**DATA FOR THIS TASK**:
//! 模拟计划引擎（用于测试与 dry-run，无需真实剂量计算系统）
//!
//! ROI 由体积与累积 DVH 表描述，剂量查询在表上线性插值；每次优化把所有剂量乘以
//! optimization_scale，便于模拟「多轮优化后热点下降」。所有写操作都记入调用日志。

use std::collections::BTreeMap;

use async_trait::async_trait;
use serde::Deserialize;
use tokio::sync::Mutex;

use crate::core::EngineError;
use crate::engine::types::{
    BeamRestriction, BooleanGeometryRequest, DoseDistribution, DoseFunctionParameters,
    DoseStatistic, FunctionEdit, FunctionHandle, FunctionKind, FunctionSummary, GeometryOperation,
    NewFunction, OptimizationSettings, PlanSetup, RoiHandle, RobustnessParameters,
};
use crate::engine::PlanningEngine;

/// 单个 ROI 的模拟剂量数据
#[derive(Debug, Clone, Default, Deserialize)]
#[serde(default)]
pub struct RoiDose {
    pub volume_cc: f64,
    pub max: f64,
    pub min: f64,
    pub mean: f64,
    /// 累积 DVH：(剂量 cGy, 接受 ≥ 该剂量的相对体积)，剂量升序
    pub dvh: Vec<(f64, f64)>,
}

impl RoiDose {
    pub fn new(volume_cc: f64) -> Self {
        Self {
            volume_cc,
            ..Default::default()
        }
    }

    pub fn with_stats(mut self, max: f64, min: f64, mean: f64) -> Self {
        self.max = max;
        self.min = min;
        self.mean = mean;
        self
    }

    pub fn with_dvh(mut self, points: Vec<(f64, f64)>) -> Self {
        self.dvh = points;
        self
    }

    fn scale(&mut self, factor: f64) {
        self.max *= factor;
        self.min *= factor;
        self.mean *= factor;
        for point in &mut self.dvh {
            point.0 *= factor;
        }
    }

    fn dose_at_relative_volume(&self, volume: f64) -> Option<f64> {
        let first = self.dvh.first()?;
        let last = self.dvh.last()?;
        if volume >= first.1 {
            return Some(first.0);
        }
        if volume <= last.1 {
            return Some(last.0);
        }
        self.dvh.windows(2).find_map(|w| {
            let (d0, v0) = w[0];
            let (d1, v1) = w[1];
            if volume <= v0 && volume >= v1 {
                if (v0 - v1).abs() < f64::EPSILON {
                    return Some(d0);
                }
                Some(d0 + (v0 - volume) / (v0 - v1) * (d1 - d0))
            } else {
                None
            }
        })
    }

    fn relative_volume_at_dose(&self, dose: f64) -> Option<f64> {
        let first = self.dvh.first()?;
        let last = self.dvh.last()?;
        if dose <= first.0 {
            return Some(first.1);
        }
        if dose >= last.0 {
            return Some(last.1);
        }
        self.dvh.windows(2).find_map(|w| {
            let (d0, v0) = w[0];
            let (d1, v1) = w[1];
            if dose >= d0 && dose <= d1 {
                if (d1 - d0).abs() < f64::EPSILON {
                    return Some(v0);
                }
                Some(v0 + (dose - d0) / (d1 - d0) * (v1 - v0))
            } else {
                None
            }
        })
    }
}

/// 患者夹具：可从 JSON 读入，用于 dry-run
#[derive(Debug, Clone, Default, Deserialize)]
#[serde(default)]
pub struct SimulatedPatient {
    pub plans: Vec<String>,
    pub rois: BTreeMap<String, RoiDose>,
    pub optimization_scale: Option<f64>,
}

/// 写入 ROI 的几何来源
#[derive(Debug, Clone, PartialEq)]
pub enum RoiGeometry {
    Boolean(BooleanGeometryRequest),
    DoseThreshold { dose: String, threshold: f64 },
}

#[derive(Debug, Clone)]
struct SimulatedRoi {
    dose: RoiDose,
    color: String,
    geometry: Option<RoiGeometry>,
}

/// 引擎中的一个优化函数
#[derive(Debug, Clone, PartialEq)]
pub struct SimulatedFunction {
    pub handle: FunctionHandle,
    pub kind: FunctionKind,
    pub roi: String,
    pub is_constraint: bool,
    pub is_robust: bool,
    pub restriction: BeamRestriction,
    pub parameters: DoseFunctionParameters,
}

impl SimulatedFunction {
    fn summary(&self) -> FunctionSummary {
        FunctionSummary {
            handle: self.handle,
            tag: self.parameters.tag.clone(),
            kind: self.kind,
            roi: self.roi.clone(),
            is_constraint: self.is_constraint,
            is_robust: self.is_robust,
        }
    }
}

#[derive(Debug, Default)]
struct EngineState {
    plans: Vec<String>,
    active_plan: Option<String>,
    rois: BTreeMap<String, SimulatedRoi>,
    dose_available: bool,
    constraints: Vec<SimulatedFunction>,
    objectives: Vec<SimulatedFunction>,
    next_handle: u64,
    robustness: Vec<RobustnessParameters>,
    settings: Option<OptimizationSettings>,
    optimization_runs: usize,
    optimization_scale: f64,
    fail_optimization_after: Option<usize>,
    reject_parameters: bool,
    calls: Vec<String>,
}

impl EngineState {
    fn find_roi_key(&self, name: &str) -> Option<String> {
        let lower = name.trim().to_lowercase();
        self.rois
            .keys()
            .find(|k| k.to_lowercase() == lower)
            .cloned()
    }

    fn roi(&self, name: &str) -> Result<&SimulatedRoi, EngineError> {
        let key = self
            .find_roi_key(name)
            .ok_or_else(|| EngineError::RoiNotFound(name.to_string()))?;
        self.rois
            .get(&key)
            .ok_or_else(|| EngineError::RoiNotFound(name.to_string()))
    }

    fn dosed_roi(&self, name: &str) -> Result<&RoiDose, EngineError> {
        let roi = self.roi(name)?;
        if !self.dose_available {
            return Err(EngineError::NoDoseDistribution);
        }
        Ok(&roi.dose)
    }

    fn function_mut(&mut self, handle: FunctionHandle) -> Option<&mut SimulatedFunction> {
        self.constraints
            .iter_mut()
            .chain(self.objectives.iter_mut())
            .find(|f| f.handle == handle)
    }

    fn allocate_handle(&mut self) -> FunctionHandle {
        self.next_handle += 1;
        FunctionHandle(self.next_handle)
    }
}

**ACTIVITY**:
Go through the listing above and pull out each line containing the word "EngineState".

**WRITTEN RESPONSE**:
struct EngineState {
impl EngineState {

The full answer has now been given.